Saved entries
________________________________________
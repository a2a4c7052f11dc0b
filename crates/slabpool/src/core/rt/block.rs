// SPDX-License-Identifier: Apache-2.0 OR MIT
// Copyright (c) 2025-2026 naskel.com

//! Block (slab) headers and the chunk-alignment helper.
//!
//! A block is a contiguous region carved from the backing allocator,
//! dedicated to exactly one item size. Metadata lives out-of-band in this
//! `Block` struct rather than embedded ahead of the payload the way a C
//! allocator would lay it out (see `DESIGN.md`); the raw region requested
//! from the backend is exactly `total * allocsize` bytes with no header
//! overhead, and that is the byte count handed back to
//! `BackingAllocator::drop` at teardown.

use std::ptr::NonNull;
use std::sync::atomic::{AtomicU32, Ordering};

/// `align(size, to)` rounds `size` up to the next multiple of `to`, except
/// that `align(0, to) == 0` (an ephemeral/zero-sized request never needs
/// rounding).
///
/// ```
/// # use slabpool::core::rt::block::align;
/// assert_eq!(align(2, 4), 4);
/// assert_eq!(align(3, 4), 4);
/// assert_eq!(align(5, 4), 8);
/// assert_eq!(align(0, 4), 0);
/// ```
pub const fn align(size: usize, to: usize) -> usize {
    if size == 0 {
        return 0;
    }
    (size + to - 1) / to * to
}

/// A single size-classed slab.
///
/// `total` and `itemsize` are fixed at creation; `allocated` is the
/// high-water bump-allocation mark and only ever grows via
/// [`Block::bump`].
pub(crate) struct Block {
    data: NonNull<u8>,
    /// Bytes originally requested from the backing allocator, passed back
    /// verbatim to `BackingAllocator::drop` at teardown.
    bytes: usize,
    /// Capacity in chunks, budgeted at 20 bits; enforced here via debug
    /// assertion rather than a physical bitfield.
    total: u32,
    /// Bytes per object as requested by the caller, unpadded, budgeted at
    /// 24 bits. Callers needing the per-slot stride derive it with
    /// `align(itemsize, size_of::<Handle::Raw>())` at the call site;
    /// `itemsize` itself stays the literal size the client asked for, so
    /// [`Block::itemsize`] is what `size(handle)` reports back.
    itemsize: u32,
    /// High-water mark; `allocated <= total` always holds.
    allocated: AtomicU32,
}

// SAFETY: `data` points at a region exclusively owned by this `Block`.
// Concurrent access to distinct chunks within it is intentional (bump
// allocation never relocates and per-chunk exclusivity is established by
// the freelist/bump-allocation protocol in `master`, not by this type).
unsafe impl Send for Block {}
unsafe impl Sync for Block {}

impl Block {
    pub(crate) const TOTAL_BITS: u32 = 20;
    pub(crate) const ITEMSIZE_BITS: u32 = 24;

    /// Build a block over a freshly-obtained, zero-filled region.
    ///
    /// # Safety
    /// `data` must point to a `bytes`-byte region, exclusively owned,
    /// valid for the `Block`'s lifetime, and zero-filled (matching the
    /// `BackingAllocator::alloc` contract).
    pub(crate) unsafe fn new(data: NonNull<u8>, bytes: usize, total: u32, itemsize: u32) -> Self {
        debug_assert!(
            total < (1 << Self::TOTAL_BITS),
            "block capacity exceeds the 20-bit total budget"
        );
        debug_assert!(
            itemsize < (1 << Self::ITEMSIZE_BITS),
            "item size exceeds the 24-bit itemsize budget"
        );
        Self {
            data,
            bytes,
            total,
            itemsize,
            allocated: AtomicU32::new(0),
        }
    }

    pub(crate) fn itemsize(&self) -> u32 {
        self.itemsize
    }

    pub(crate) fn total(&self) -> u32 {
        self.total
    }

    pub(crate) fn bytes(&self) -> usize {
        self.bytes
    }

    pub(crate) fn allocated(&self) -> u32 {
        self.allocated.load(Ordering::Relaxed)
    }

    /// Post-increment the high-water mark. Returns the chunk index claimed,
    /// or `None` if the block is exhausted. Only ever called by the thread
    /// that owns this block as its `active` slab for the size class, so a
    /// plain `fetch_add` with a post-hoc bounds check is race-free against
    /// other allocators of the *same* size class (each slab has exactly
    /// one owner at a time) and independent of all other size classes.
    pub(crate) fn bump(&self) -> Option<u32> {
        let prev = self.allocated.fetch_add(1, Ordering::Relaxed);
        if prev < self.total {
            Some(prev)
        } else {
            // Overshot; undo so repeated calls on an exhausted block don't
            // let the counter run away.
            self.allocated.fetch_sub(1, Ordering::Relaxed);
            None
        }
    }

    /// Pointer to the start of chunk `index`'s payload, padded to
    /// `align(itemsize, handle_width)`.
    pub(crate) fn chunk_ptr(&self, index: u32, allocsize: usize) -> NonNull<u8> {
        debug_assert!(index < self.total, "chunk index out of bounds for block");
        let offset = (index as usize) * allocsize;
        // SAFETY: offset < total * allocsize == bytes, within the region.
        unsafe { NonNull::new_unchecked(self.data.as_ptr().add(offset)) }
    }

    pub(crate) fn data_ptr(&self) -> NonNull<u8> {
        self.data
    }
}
________________________________________
## HOW TO COMPLETE THIS TASK:
All the lines that hold the word "prev" must appear in the answer, copied from the records.

## YOUR SOLUTION:
        let prev = self.allocated.fetch_add(1, Ordering::Relaxed);
        if prev < self.total {
            Some(prev)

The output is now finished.